A television commentator and syndicated...


January 04, 1993|By THEO LIPPMAN JR.

JEFF GREENFIELD, a television commentator and syndicated newspaper columnist, has written an open letter to Bill Clinton asking him to nominate him to the Supreme Court.

He says his principal credential is, "I am not a lawyer." Good credential, but forget it, bub. I've been pushing the idea for years that the Supreme Court should have a non-lawyer on it. I think a journalist would be a good addition to the court, too.

But not Greenfield. Why? Because he went to law school. I want someone on the court who has no ties to the legal profession. My choice would be Lyle Denniston of The Sun. He never went to law school. He's covered the Supreme Court for 34 years. He's read more Supreme Court opinions than any lawyer.

No law says you have to be a lawyer to sit on the Supreme Court. It's just tradition. George Washington named all lawyers. Every president since has followed that lamentable precedent.

In recent years things have gotten worse. Seven of the eight associate justices of today's Supreme Court were already judges when they were nominated for their present posts. And Chief Justice William Rehnquist had been an associate justice 15 years when he was elevated to chief. So eight of the nine present members of the court were nominated on the basis of previous judicial experience. Only Byron White was never a judge.

I find this lamentable because for a body that sits together and decides all its cases together, this is a remarkably homogenized bunch. After all, other people, such as journalists, politicians, academics, industrialists, physicians, bureaucrats -- pick your own favorite calling -- have informed views about law and the Constitution.

They would provide great value to the court by bringing to the weekly conferences at which cases are debated a different perspective to the issues of the day than that taught in law schools or learned on lower benches. They could hire clerks to dot the tees and cross the eyes in their opinions.

This overload of judges is a relatively new phenomenon. When the last justice who was not a law school graduate, Stanley Reed, resigned in 1957, only two of the then justices had came to the court from lower judgeships. Reed was replaced by a federal appellate judge and the trend accelerated to what we have now.

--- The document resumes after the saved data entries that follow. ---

use serde::Serialize;
use std::io::{Read, Seek};

use crate::mp4box::{
    box_start, skip_bytes_to, AudioSampleEntry, BoxHeader, BoxType, BoxWriter, Error, EsdsBox,
    Mp4Box, ReadBox, Result, WriteBox,
};

/// AAC sample entry.
#[derive(Debug, Clone, PartialEq, Eq, Default, Serialize)]
pub struct Mp4aBox {
    pub audio: AudioSampleEntry,
    pub esds: Option<EsdsBox>,
}

impl Mp4aBox {
    pub fn codec_string(&self) -> String {
        self.esds
            .as_ref()
            .map_or_else(|| "mp4a.40.2".to_owned(), EsdsBox::codec_string)
    }
}

impl Mp4Box for Mp4aBox {
    fn box_type(&self) -> BoxType {
        BoxType::Mp4aBox
    }

    fn summary(&self) -> Result<String> {
        let s = format!(
            "channel_count={} sample_size={} sample_rate={}",
            self.audio.channelcount,
            self.audio.samplesize,
            self.audio.samplerate.value()
        );
        Ok(s)
    }
}

impl<R: Read + Seek> ReadBox<&mut R> for Mp4aBox {
    fn read_box(reader: &mut R, size: u64) -> Result<Self> {
        let start = box_start(reader)?;
        let audio = AudioSampleEntry::read(reader)?;

        // Find esds in mp4a or wave
        let mut esds = None;
        let end = start + size;
        loop {
            let current = reader.stream_position()?;
            if current >= end {
                break;
            }
            let header = BoxHeader::read(reader)?;
            let BoxHeader { name, size: s } = header;
            if s > size {
                return Err(Error::InvalidData(
                    "mp4a box contains a box with a larger size than it",
                ));
            }
            if name == BoxType::EsdsBox {
                esds = Some(EsdsBox::read_box(reader, s)?);
                break;
            } else if name == BoxType::WaveBox {
                // Typically contains frma, mp4a, esds, and a terminator atom
            } else {
                // Skip boxes
                let skip_to = current + s;
                skip_bytes_to(reader, skip_to)?;
            }
        }

        skip_bytes_to(reader, end)?;

        Ok(Self { audio, esds })
    }
}

impl WriteBox<&mut BoxWriter> for Mp4aBox {
    fn write_box(&self, writer: &mut BoxWriter) -> Result<()> {
        writer.write_box(self.box_type(), |w| {
            self.audio.write(w)?;
            if let Some(esds) = &self.esds {
                w.write_child(esds)?;
            }
            Ok(())
        })?;
        Ok(())
    }
}

#[cfg(test)]
mod tests {
    use super::*;
    use std::io::Cursor;

    #[test]
    fn test_mp4a() {
        let src_box = Mp4aBox {
            audio: AudioSampleEntry::new(48000, 2),
            esds: Some(EsdsBox::synthesize(48000, 2)),
        };
        let mut writer = BoxWriter::new();
        writer.write_child(&src_box).unwrap();
        let buf = writer.into_inner().unwrap();

        let mut reader = Cursor::new(&buf);
        let header = BoxHeader::read(&mut reader).unwrap();
        assert_eq!(header.name, BoxType::Mp4aBox);
        let dst_box = Mp4aBox::read_box(&mut reader, header.size).unwrap();
        assert_eq!(src_box, dst_box);
        assert_eq!(dst_box.codec_string(), "mp4a.40.2");
    }

    #[test]
    fn test_mp4a_without_esds() {
        let src_box = Mp4aBox {
            audio: AudioSampleEntry::new(44100, 1),
            esds: None,
        };
        let mut writer = BoxWriter::new();
        writer.write_child(&src_box).unwrap();
        let buf = writer.into_inner().unwrap();
        assert_eq!(buf.len(), 8 + 28);

        let mut reader = Cursor::new(&buf);
        let header = BoxHeader::read(&mut reader).unwrap();
        let dst_box = Mp4aBox::read_box(&mut reader, header.size).unwrap();
        assert_eq!(src_box, dst_box);
    }
}
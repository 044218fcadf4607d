//! Session and track configuration.
//!
//! Both structs deserialize from JSON, or can be built in code:
//!
//! ```
//! use re_mp4_mux::{Codec, MuxConfig, MuxMode, TrackConfig};
//!
//! let config = MuxConfig {
//!     mode: MuxMode::Fragmented,
//!     tracks: vec![
//!         TrackConfig::video(Codec::Vp9, 1280, 720),
//!         TrackConfig::audio(Codec::Opus, 48_000, 2),
//!     ],
//!     ..Default::default()
//! };
//! config.validate().unwrap();
//! ```

use serde::{Deserialize, Serialize};

use crate::error::ConfigurationError;
use crate::mp4box::{Matrix, VpccBox};
use crate::types::{Bytes, Codec, TrackId, TrackKind};
use crate::Result;

/// Timescale of the movie header. Track timescales are independent of it.
pub const MOVIE_TIMESCALE: u32 = 1000;

/// Default timescale for video tracks: divisible by 24, 25, 30, 48, 50 and 60.
pub const DEFAULT_VIDEO_TIMESCALE: u32 = 57_600;

pub const DEFAULT_FRAGMENT_DURATION_US: u64 = 1_000_000;
pub const DEFAULT_CHUNK_DURATION_US: u64 = 500_000;

/// How the container is laid out in the output.
#[derive(Debug, Clone, Copy, PartialEq, Eq, Hash, Default, Serialize, Deserialize)]
#[serde(rename_all = "snake_case")]
pub enum MuxMode {
    /// Buffer everything and write `ftyp`, `moov`, `mdat` at finalization ("fast start").
    #[default]
    InMemory,

    /// Stream samples into one `mdat` and append `moov` at finalization.
    ///
    /// The `mdat` size is patched in place, so the target must support patching.
    Progressive,

    /// Write an init segment followed by self-contained `moof` + `mdat` pairs.
    Fragmented,
}

impl MuxMode {
    pub fn name(&self) -> &'static str {
        match self {
            Self::InMemory => "in_memory",
            Self::Progressive => "progressive",
            Self::Fragmented => "fragmented",
        }
    }

    pub(crate) fn needs_patching(&self) -> bool {
        matches!(self, Self::Progressive)
    }
}

impl std::fmt::Display for MuxMode {
    fn fmt(&self, f: &mut std::fmt::Formatter<'_>) -> std::fmt::Result {
        f.write_str(self.name())
    }
}

/// What to do with a first timestamp that is not zero.
#[derive(Debug, Clone, Copy, PartialEq, Eq, Hash, Default, Serialize, Deserialize)]
#[serde(rename_all = "snake_case")]
pub enum FirstTimestampBehavior {
    /// Every track must start at 0.
    #[default]
    Strict,

    /// Shift each track by its own first timestamp.
    Offset,

    /// Shift every track by the first timestamp seen on any track.
    CrossTrackOffset,
}

#[derive(Debug, Clone, PartialEq, Eq, Serialize, Deserialize)]
#[serde(default)]
pub struct MuxConfig {
    pub mode: MuxMode,
    pub first_timestamp_behavior: FirstTimestampBehavior,

    /// Target duration of a fragment. A fragment is cut at the first keyframe past it.
    pub fragment_duration_us: u64,

    /// Flush a fragment as soon as its payload reaches this many bytes.
    #[serde(skip_serializing_if = "Option::is_none")]
    pub max_fragment_bytes: Option<u64>,

    /// Longest span of one interleaving chunk in the progressive modes.
    pub chunk_duration_us: u64,

    /// Unix timestamp in seconds written into the movie and track headers. 0 leaves them unset.
    pub creation_time: u64,

    pub tracks: Vec<TrackConfig>,
}

impl Default for MuxConfig {
    fn default() -> Self {
        Self {
            mode: MuxMode::default(),
            first_timestamp_behavior: FirstTimestampBehavior::default(),
            fragment_duration_us: DEFAULT_FRAGMENT_DURATION_US,
            max_fragment_bytes: None,
            chunk_duration_us: DEFAULT_CHUNK_DURATION_US,
            creation_time: 0,
            tracks: Vec::new(),
        }
    }
}

impl MuxConfig {
    pub fn new(mode: MuxMode) -> Self {
        Self {
            mode,
            ..Default::default()
        }
    }

    pub fn with_track(mut self, track: TrackConfig) -> Self {
        self.tracks.push(track);
        self
    }

    /// Parses a configuration from JSON and checks the session options.
    ///
    /// An empty `tracks` list is accepted here, tracks may still be added to the muxer.
    pub fn from_json(json: &str) -> Result<Self> {
        let config: Self = serde_json::from_str(json)?;
        config.validate_options()?;
        for (index, track) in config.tracks.iter().enumerate() {
            track.validate(track_id_for(index))?;
        }
        Ok(config)
    }

    /// Checks a complete configuration: session options, at least one track, and every track.
    pub fn validate(&self) -> Result<()> {
        self.validate_options()?;
        if self.tracks.is_empty() {
            return Err(ConfigurationError::NoTracks.into());
        }
        for (index, track) in self.tracks.iter().enumerate() {
            track.validate(track_id_for(index))?;
        }
        Ok(())
    }

    pub(crate) fn validate_options(&self) -> Result<()> {
        if self.fragment_duration_us == 0 {
            return Err(ConfigurationError::ZeroFragmentDuration.into());
        }
        if self.chunk_duration_us == 0 {
            return Err(ConfigurationError::ZeroChunkDuration.into());
        }
        Ok(())
    }
}

pub(crate) fn track_id_for(index: usize) -> TrackId {
    index as TrackId + 1
}

/// Parameters of one media track.
#[derive(Debug, Clone, PartialEq, Eq, Serialize, Deserialize)]
pub struct TrackConfig {
    pub codec: Codec,

    /// Ticks per second of the track's media timeline.
    ///
    /// Defaults to 57600 for video and to the sample rate for audio.
    #[serde(default, skip_serializing_if = "Option::is_none")]
    pub timescale: Option<u32>,

    #[serde(default)]
    pub width: u32,
    #[serde(default)]
    pub height: u32,

    /// Clockwise display rotation: 0, 90, 180 or 270.
    #[serde(default)]
    pub rotation: u16,

    #[serde(default)]
    pub sample_rate: u32,
    #[serde(default)]
    pub channels: u16,

    /// Full codec string, e.g. `vp09.00.10.08`. Defaults per codec.
    #[serde(default, skip_serializing_if = "Option::is_none")]
    pub codec_string: Option<String>,

    /// Decoder configuration record, if known before the first chunk.
    #[serde(default, skip_serializing_if = "Option::is_none")]
    pub codec_config: Option<Bytes>,

    /// Reject a non-sync first sample after a decoder config change.
    ///
    /// Always enforced for video; audio tracks can opt out.
    #[serde(default = "default_true")]
    pub require_sync_lead: bool,
}

fn default_true() -> bool {
    true
}

impl TrackConfig {
    pub fn video(codec: Codec, width: u32, height: u32) -> Self {
        Self {
            width,
            height,
            ..Self::new(codec)
        }
    }

    pub fn audio(codec: Codec, sample_rate: u32, channels: u16) -> Self {
        Self {
            sample_rate,
            channels,
            ..Self::new(codec)
        }
    }

    fn new(codec: Codec) -> Self {
        Self {
            codec,
            timescale: None,
            width: 0,
            height: 0,
            rotation: 0,
            sample_rate: 0,
            channels: 0,
            codec_string: None,
            codec_config: None,
            require_sync_lead: true,
        }
    }

    pub fn with_timescale(mut self, timescale: u32) -> Self {
        self.timescale = Some(timescale);
        self
    }

    pub fn with_rotation(mut self, rotation: u16) -> Self {
        self.rotation = rotation;
        self
    }

    pub fn with_codec_string(mut self, codec_string: impl Into<String>) -> Self {
        self.codec_string = Some(codec_string.into());
        self
    }

    pub fn with_codec_config(mut self, codec_config: impl Into<Bytes>) -> Self {
        self.codec_config = Some(codec_config.into());
        self
    }

    pub fn with_require_sync_lead(mut self, require_sync_lead: bool) -> Self {
        self.require_sync_lead = require_sync_lead;
        self
    }

    pub fn kind(&self) -> TrackKind {
        self.codec.kind()
    }

    /// The timescale the track is written with.
    pub fn effective_timescale(&self) -> u32 {
        self.timescale.unwrap_or(match self.kind() {
            TrackKind::Video => DEFAULT_VIDEO_TIMESCALE,
            TrackKind::Audio => self.sample_rate,
        })
    }

    /// The codec string the track is described with.
    pub fn effective_codec_string(&self) -> String {
        self.codec_string
            .clone()
            .unwrap_or_else(|| default_codec_string(self.codec).to_owned())
    }

    /// Whether samples following a decoder config change must be sync samples.
    pub fn sync_lead_required(&self) -> bool {
        self.kind() == TrackKind::Video || self.require_sync_lead
    }

    pub fn validate(&self, track_id: TrackId) -> Result<()> {
        match self.kind() {
            TrackKind::Video => {
                let fits = |v: u32| v > 0 && v <= u16::MAX as u32;
                if !fits(self.width) || !fits(self.height) {
                    return Err(ConfigurationError::InvalidDimensions {
                        track_id,
                        width: self.width,
                        height: self.height,
                    }
                    .into());
                }
                if Matrix::rotation(self.rotation).is_none() {
                    return Err(ConfigurationError::InvalidRotation {
                        track_id,
                        rotation: self.rotation,
                    }
                    .into());
                }
            }
            TrackKind::Audio => {
                if self.sample_rate == 0 || self.channels == 0 {
                    return Err(ConfigurationError::InvalidAudioParameters { track_id }.into());
                }
            }
        }

        if self.effective_timescale() == 0 {
            return Err(ConfigurationError::ZeroTimescale { track_id }.into());
        }

        if let Some(codec_string) = &self.codec_string {
            let found = Codec::from_codec_string(codec_string)?;
            if found != self.codec {
                return Err(ConfigurationError::CodecMismatch {
                    track_id,
                    expected: self.codec,
                    found: codec_string.clone(),
                }
                .into());
            }
            if self.codec == Codec::Vp9 {
                VpccBox::from_codec_string(codec_string)?;
            }
        }
        Ok(())
    }
}

pub fn default_codec_string(codec: Codec) -> &'static str {
    match codec {
        Codec::Vp9 => "vp09.00.10.08",
        Codec::Aac => "mp4a.40.2",
        Codec::Opus => "opus",
        Codec::Avc => "avc1.640028",
        Codec::Hevc => "hvc1.1.6.L93.B0",
        Codec::Av1 => "av01.0.04M.08",
    }
}

#[cfg(test)]
mod tests {
    use super::*;
    use crate::Error;

    #[test]
    fn parse_json_config() {
        let json = r#"{
            "mode": "fragmented",
            "first_timestamp_behavior": "offset",
            "fragment_duration_us": 2000000,
            "tracks": [
                { "codec": "vp9", "width": 1280, "height": 720, "timescale": 60000 },
                { "codec": "aac", "sample_rate": 44100, "channels": 2, "require_sync_lead": false }
            ]
        }"#;
        let config = MuxConfig::from_json(json).unwrap();
        assert_eq!(config.mode, MuxMode::Fragmented);
        assert_eq!(config.first_timestamp_behavior, FirstTimestampBehavior::Offset);
        assert_eq!(config.fragment_duration_us, 2_000_000);
        assert_eq!(config.chunk_duration_us, DEFAULT_CHUNK_DURATION_US);
        assert_eq!(config.tracks[0].effective_timescale(), 60_000);
        assert_eq!(config.tracks[1].effective_timescale(), 44_100);
        assert!(!config.tracks[1].sync_lead_required());
        assert_eq!(config.tracks[1].effective_codec_string(), "mp4a.40.2");
    }

    #[test]
    fn defaults() {
        let video = TrackConfig::video(Codec::Avc, 1920, 1080);
        assert_eq!(video.effective_timescale(), DEFAULT_VIDEO_TIMESCALE);
        assert!(video.with_require_sync_lead(false).sync_lead_required());
        assert_eq!(MuxConfig::default().mode, MuxMode::InMemory);
    }

    #[test]
    fn rejects_bad_tracks() {
        let err = TrackConfig::video(Codec::Vp9, 0, 720).validate(1).unwrap_err();
        assert!(matches!(
            err,
            Error::Configuration(ConfigurationError::InvalidDimensions { track_id: 1, .. })
        ));

        let err = TrackConfig::video(Codec::Vp9, 640, 480)
            .with_rotation(45)
            .validate(2)
            .unwrap_err();
        assert!(matches!(
            err,
            Error::Configuration(ConfigurationError::InvalidRotation { rotation: 45, .. })
        ));

        let err = TrackConfig::audio(Codec::Opus, 0, 2).validate(1).unwrap_err();
        assert!(matches!(
            err,
            Error::Configuration(ConfigurationError::InvalidAudioParameters { .. })
        ));

        let err = TrackConfig::video(Codec::Avc, 640, 480)
            .with_timescale(0)
            .validate(1)
            .unwrap_err();
        assert!(matches!(
            err,
            Error::Configuration(ConfigurationError::ZeroTimescale { .. })
        ));

        let err = TrackConfig::video(Codec::Avc, 640, 480)
            .with_codec_string("vp09.00.10.08")
            .validate(1)
            .unwrap_err();
        assert!(matches!(
            err,
            Error::Configuration(ConfigurationError::CodecMismatch { .. })
        ));
    }

    #[test]
    fn rejects_empty_session() {
        assert!(matches!(
            MuxConfig::default().validate(),
            Err(Error::Configuration(ConfigurationError::NoTracks))
        ));
        let config = MuxConfig {
            chunk_duration_us: 0,
            ..MuxConfig::default().with_track(TrackConfig::audio(Codec::Aac, 48_000, 2))
        };
        assert!(matches!(
            config.validate(),
            Err(Error::Configuration(ConfigurationError::ZeroChunkDuration))
        ));
    }
}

A few ex-judges is okay. Some sometimes fool you and break out of their law school-bench experience mold. For example, one of my favorite opinions to read is Roe vs. Wade, the abortion decision.

It is a wonderful essay about life, death, privacy, women, law and the constitution. It was written by Harry Blackmun, a former federal appellate judge. It doesn't read like a lawyer's opinion, and indeed most lawyers seem to think that whatever its merits as literature, it's lousy law.

I say, more literature, less law, then. And the best way to get that is fewer lawyer-judges.